My mother sensed this. She caught me on the stairs, twenty paces ahead of my bodyguard, and knew where I had been; she sniffed the incense that had settled on my hair.
"What must people think of you?" She stood with her arms crossed and laughed. "What must Caesar think? The senators? They probably think you're mad — or doing something political."
"Nobody goes to church."
At last she forbade me to go. It wasn't right for me to be seen there, she said — anyone who knew anything at all knew the story of her parthenogenesis; my existence routed all faith. Hadn't she done herself — simply and without any trouble — what was prophesied? In any case, Caesar would think us no better than peasants.
She asked me why I wanted to go out into the dirt, into the soot, why I wanted to smell of sweat and fruit and onions, of the filth of the world.

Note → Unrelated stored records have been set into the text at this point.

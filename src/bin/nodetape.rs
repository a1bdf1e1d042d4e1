//! Binary entry point for the node tape inspection CLI.
#![forbid(unsafe_code)]

#[path = "nodetape/config.rs"]
mod config;

use std::error::Error;
use std::fs;
use std::path::{Path, PathBuf};

use clap::{Args, Parser, Subcommand, ValueEnum};
use nodetape::{
    admin::{
        open_store, stats, verify, AdminOpenOptions, StatsReport, VerifyLevel, VerifyReport,
    },
    primitives::region::MapMode,
    storage::{FrameLayout, HistogramReport, IndexMetadata, TapeWriter},
    types::{Label, ScalarKind, VectorRef},
};
use rand::{rngs::StdRng, Rng, SeedableRng};
use tracing_subscriber::{fmt, EnvFilter};

use config::{CliConfig, Profile};

#[derive(Parser, Debug)]
#[command(
    name = "nodetape",
    version,
    about = "Inspect and verify node tape regions",
    disable_help_subcommand = true
)]
struct Cli {
    #[command(flatten)]
    open: OpenArgs,

    #[arg(
        long,
        global = true,
        value_enum,
        default_value_t = OutputFormat::Text,
        help = "Output format for structured responses"
    )]
    format: OutputFormat,

    #[arg(long, global = true, env = "NODETAPE_CONFIG", help = "Path to the CLI config file")]
    config: Option<PathBuf>,

    #[arg(long, global = true, help = "Profile to take layout settings from")]
    profile: Option<String>,

    #[arg(
        long,
        global = true,
        default_value = "warn",
        help = "Log filter used when RUST_LOG is unset"
    )]
    log: String,

    #[command(subcommand)]
    command: Command,
}

#[derive(Args, Debug, Default)]
struct OpenArgs {
    #[arg(long, global = true, help = "Vector dimensionality")]
    dimensions: Option<usize>,

    #[arg(long, global = true, value_enum, help = "Stored scalar kind")]
    scalar: Option<ScalarArg>,

    #[arg(long, global = true, help = "Upper-layer connectivity")]
    connectivity: Option<usize>,

    #[arg(long, global = true, help = "Number of frames to index")]
    nodes: Option<usize>,

    #[arg(long, global = true, help = "Width of neighbor ids in bytes")]
    id_bytes: Option<usize>,

    #[arg(long, global = true, help = "Bytes reserved before the first frame")]
    header_bytes: Option<usize>,

    #[arg(long, global = true, help = "Levels at or above this are reported as anomalous")]
    max_tracked_level: Option<usize>,
}

#[derive(Subcommand, Debug)]
enum Command {
    #[command(about = "Print layout, tape, and header statistics")]
    Stats {
        #[arg(value_name = "REGION")]
        region: Option<PathBuf>,
    },

    #[command(about = "Verify frames and neighbor lists")]
    Verify {
        #[arg(value_name = "REGION")]
        region: Option<PathBuf>,

        #[arg(
            long,
            value_enum,
            default_value_t = VerifyLevelArg::Full,
            help = "Verification level"
        )]
        level: VerifyLevelArg,
    },

    #[command(about = "Print the per-level node histogram")]
    Histogram {
        #[arg(value_name = "REGION")]
        region: Option<PathBuf>,
    },

    #[command(about = "Write a region of random vectors")]
    Generate {
        #[arg(value_name = "OUT")]
        out: PathBuf,

        #[arg(long, default_value_t = 1000, help = "Number of nodes")]
        count: usize,

        #[arg(long, default_value_t = 0, help = "Free bytes appended after the tape")]
        spare: usize,

        #[arg(long, default_value_t = 7, help = "Random seed")]
        seed: u64,
    },
}

#[derive(Copy, Clone, Debug, Eq, PartialEq, ValueEnum)]
enum OutputFormat {
    Text,
    Json,
}

#[derive(Copy, Clone, Debug, Eq, PartialEq, ValueEnum)]
enum VerifyLevelArg {
    Fast,
    Full,
}

impl From<VerifyLevelArg> for VerifyLevel {
    fn from(level: VerifyLevelArg) -> Self {
        match level {
            VerifyLevelArg::Fast => VerifyLevel::Fast,
            VerifyLevelArg::Full => VerifyLevel::Full,
        }
    }
}

#[derive(Copy, Clone, Debug, Eq, PartialEq, ValueEnum)]
enum ScalarArg {
    F64,
    F32,
    F16,
    F8,
    B1x8,
}

impl From<ScalarArg> for ScalarKind {
    fn from(value: ScalarArg) -> Self {
        match value {
            ScalarArg::F64 => ScalarKind::F64,
            ScalarArg::F32 => ScalarKind::F32,
            ScalarArg::F16 => ScalarKind::F16,
            ScalarArg::F8 => ScalarKind::F8,
            ScalarArg::B1x8 => ScalarKind::B1x8,
        }
    }
}

fn main() {
    if let Err(err) = run() {
        eprintln!("error: {err}");
        std::process::exit(1);
    }
}

fn run() -> Result<(), Box<dyn Error>> {
    let cli = Cli::parse();
    install_tracing_subscriber(&cli.log);
    let config = CliConfig::load(cli.config.clone())?;
    let profile = config.select(cli.profile.as_deref())?.cloned().unwrap_or_default();
    let open_opts = build_open_options(&cli.open, &profile);

    match cli.command {
        Command::Stats { region } => {
            let path = region_path(region, &profile)?;
            let report = stats(&path, &open_opts)?;
            emit(&cli.format, &report, |fmt| print_stats_text(fmt, &report))?;
        }
        Command::Verify { region, level } => {
            let path = region_path(region, &profile)?;
            let report = verify(&path, &open_opts, level.into())?;
            emit(&cli.format, &report, |fmt| print_verify_text(fmt, &report))?;
            if !report.success {
                std::process::exit(2);
            }
        }
        Command::Histogram { region } => {
            let path = region_path(region, &profile)?;
            let handle = open_store(&path, &open_opts)?;
            let report = handle
                .store
                .histogram()
                .map(|h| h.snapshot())
                .ok_or("store has no histogram")?;
            emit(&cli.format, &report, |fmt| print_histogram_text(fmt, &report))?;
        }
        Command::Generate {
            out,
            count,
            spare,
            seed,
        } => {
            let written = generate(&out, &open_opts, count, spare, seed)?;
            println!("Wrote {count} nodes ({written} bytes) to {}", out.display());
        }
    }
    Ok(())
}

fn install_tracing_subscriber(default_filter: &str) {
    let filter =
        EnvFilter::try_from_default_env().unwrap_or_else(|_| EnvFilter::new(default_filter));
    let _ = fmt()
        .with_env_filter(filter)
        .with_writer(std::io::stderr)
        .try_init();
}

fn build_open_options(args: &OpenArgs, profile: &Profile) -> AdminOpenOptions {
    let mut opts = AdminOpenOptions {
        map_mode: MapMode::ReadOnly,
        dimensions: args.dimensions.or(profile.dimensions),
        scalar: args.scalar.map(ScalarKind::from).or(profile.scalar),
        connectivity: args.connectivity.or(profile.connectivity),
        node_count: args.nodes.or(profile.nodes),
        ..AdminOpenOptions::default()
    };
    if let Some(id_bytes) = args.id_bytes.or(profile.id_bytes) {
        opts.store = opts.store.id_bytes(id_bytes);
    }
    if let Some(header_bytes) = args.header_bytes.or(profile.header_bytes) {
        opts.store = opts.store.header_bytes(header_bytes);
    }
    if let Some(level) = args.max_tracked_level.or(profile.max_tracked_level) {
        opts.store = opts.store.max_tracked_level(level);
    }
    opts.store = opts.store.log_histogram(false);
    opts
}

fn region_path(explicit: Option<PathBuf>, profile: &Profile) -> Result<PathBuf, Box<dyn Error>> {
    explicit
        .or_else(|| profile.region.clone())
        .ok_or_else(|| "no region given; pass a path or set one in the profile".into())
}

fn generate(
    out: &Path,
    opts: &AdminOpenOptions,
    count: usize,
    spare: usize,
    seed: u64,
) -> Result<usize, Box<dyn Error>> {
    let dimensions = opts.dimensions.ok_or("--dimensions is required")?;
    let connectivity = opts.connectivity.unwrap_or(16);
    let scalar = opts.scalar.unwrap_or(ScalarKind::F32);
    let metadata = IndexMetadata::derive(connectivity, opts.store.id_bytes)?;
    let layout = FrameLayout::new(dimensions, scalar, metadata)?;

    let mut rng = StdRng::seed_from_u64(seed);
    let mut writer = TapeWriter::new(layout, opts.store.header_bytes);
    let mut scratch = vec![0u8; layout.vector_bytes()];
    for idx in 0..count {
        let level = metadata.random_level(&mut rng);
        let vector = random_vector(&mut rng, scalar, dimensions, &mut scratch);
        writer.push(Label(idx as u64), vector.view(), level)?;
    }
    let bytes = writer.finish_with_spare(spare)?;
    fs::write(out, &bytes)?;
    Ok(bytes.len())
}

/// Owned random vector of any scalar kind.
enum RandomVector {
    F64(Vec<f64>),
    F32(Vec<f32>),
    F16(Vec<u16>),
    F8(Vec<i8>),
    B1x8(Vec<u8>),
}

impl RandomVector {
    fn view(&self) -> VectorRef<'_> {
        match self {
            RandomVector::F64(v) => VectorRef::F64(v),
            RandomVector::F32(v) => VectorRef::F32(v),
            RandomVector::F16(v) => VectorRef::F16(v),
            RandomVector::F8(v) => VectorRef::F8(v),
            RandomVector::B1x8(v) => VectorRef::B1x8(v),
        }
    }
}

fn random_vector(
    rng: &mut StdRng,
    scalar: ScalarKind,
    dimensions: usize,
    scratch: &mut [u8],
) -> RandomVector {
    match scalar {
        ScalarKind::F64 => RandomVector::F64((0..dimensions).map(|_| rng.gen()).collect()),
        ScalarKind::F32 => RandomVector::F32((0..dimensions).map(|_| rng.gen()).collect()),
        // Half-precision values in [0, 1): sign and exponent fixed, random mantissa.
        ScalarKind::F16 => RandomVector::F16(
            (0..dimensions)
                .map(|_| 0x3800 | (rng.gen::<u16>() & 0x03FF))
                .collect(),
        ),
        ScalarKind::F8 => RandomVector::F8((0..dimensions).map(|_| rng.gen()).collect()),
        ScalarKind::B1x8 => {
            rng.fill(scratch);
            RandomVector::B1x8(scratch.to_vec())
        }
    }
}

fn emit<T, F>(format: &OutputFormat, value: &T, printer: F) -> Result<(), Box<dyn Error>>
where
    T: serde::Serialize,
    F: Fn(OutputFormat),
{
    match format {
        OutputFormat::Json => {
            let json = serde_json::to_string_pretty(value)?;
            println!("{json}");
        }
        OutputFormat::Text => printer(OutputFormat::Text),
    }
    Ok(())
}

fn print_stats_text(_: OutputFormat, report: &StatsReport) {
    println!("Layout:");
    println!(
        "  dimensions={} scalar={} vector_bytes={} base_frame_bytes={}",
        report.layout.dimensions,
        report.layout.scalar,
        report.layout.vector_bytes,
        report.layout.base_frame_bytes
    );
    println!(
        "  connectivity_max_base={} neighbors_bytes={} neighbors_base_bytes={}",
        report.layout.connectivity_max_base,
        report.layout.neighbors_bytes,
        report.layout.neighbors_base_bytes
    );
    println!("Tape:");
    println!(
        "  mode={} nodes={} region_bytes={} header_bytes={}",
        report.tape.mode, report.tape.nodes, report.tape.region_bytes, report.tape.header_bytes
    );
    if let (Some(frames), Some(tail)) = (report.tape.frame_bytes, report.tape.tail_bytes) {
        println!(
            "  frame_bytes={frames} tail_bytes={tail} average_frame_bytes={:.1} exact={}",
            report.tape.average_frame_bytes.unwrap_or(0.0),
            report.tape.exact.unwrap_or(false)
        );
    }
    if let Some(header) = &report.header {
        println!("Header:");
        println!(
            "  node_count={} connectivity={} entry={} max_level={}",
            header.node_count,
            header.connectivity,
            header
                .entry
                .map(|id| id.to_string())
                .unwrap_or_else(|| "none".into()),
            header.max_level
        );
    }
    if let Some(fs) = &report.filesystem {
        println!("Filesystem:");
        println!("  path={} size_bytes={}", fs.path, fs.size_bytes);
    }
}

fn print_verify_text(_: OutputFormat, report: &VerifyReport) {
    println!(
        "Verify ({:?}, {}) => success={} nodes_checked={} neighbor_links={} max_level={} frame_bytes={}",
        report.level,
        report.mode,
        report.success,
        report.counts.nodes_checked,
        report.counts.neighbor_links,
        report.counts.max_level,
        report.counts.frame_bytes,
    );
    for finding in &report.findings {
        println!("- {:?}: {}", finding.severity, finding.message);
    }
}

fn print_histogram_text(_: OutputFormat, report: &HistogramReport) {
    let last = report
        .buckets
        .iter()
        .rposition(|&count| count > 0)
        .unwrap_or(0);
    for (level, count) in report.buckets.iter().enumerate().take(last + 1) {
        println!("level {level:>2}: {count}");
    }
    if report.anomalous > 0 {
        println!("anomalous: {}", report.anomalous);
    }
    println!("total: {}", report.total);
}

"It'll get into the wiring," she said, and began to scrub at my ankles with steel wool. "I'll have to spend hours fixing it for you, and then where will we be?" Her laugh was long and high-pitched and hollow. "I don't know why you insist on going out among them," she said. "It's only the unloved that need to go to those places, and you're the best-loved girl in Rome." She began tinkering with the panels on my back. "Don't you think?"
I had grown used to nodding. The panels at the nape of my neck often triggered it a half step ahead of my own thoughts.
I went anyway, sneaking out at strange, orange-lit hours, lingering in the marketplace. Sometimes I bought prayer cards from the women who sold reliquaries on the church steps and took them home, just to annoy her.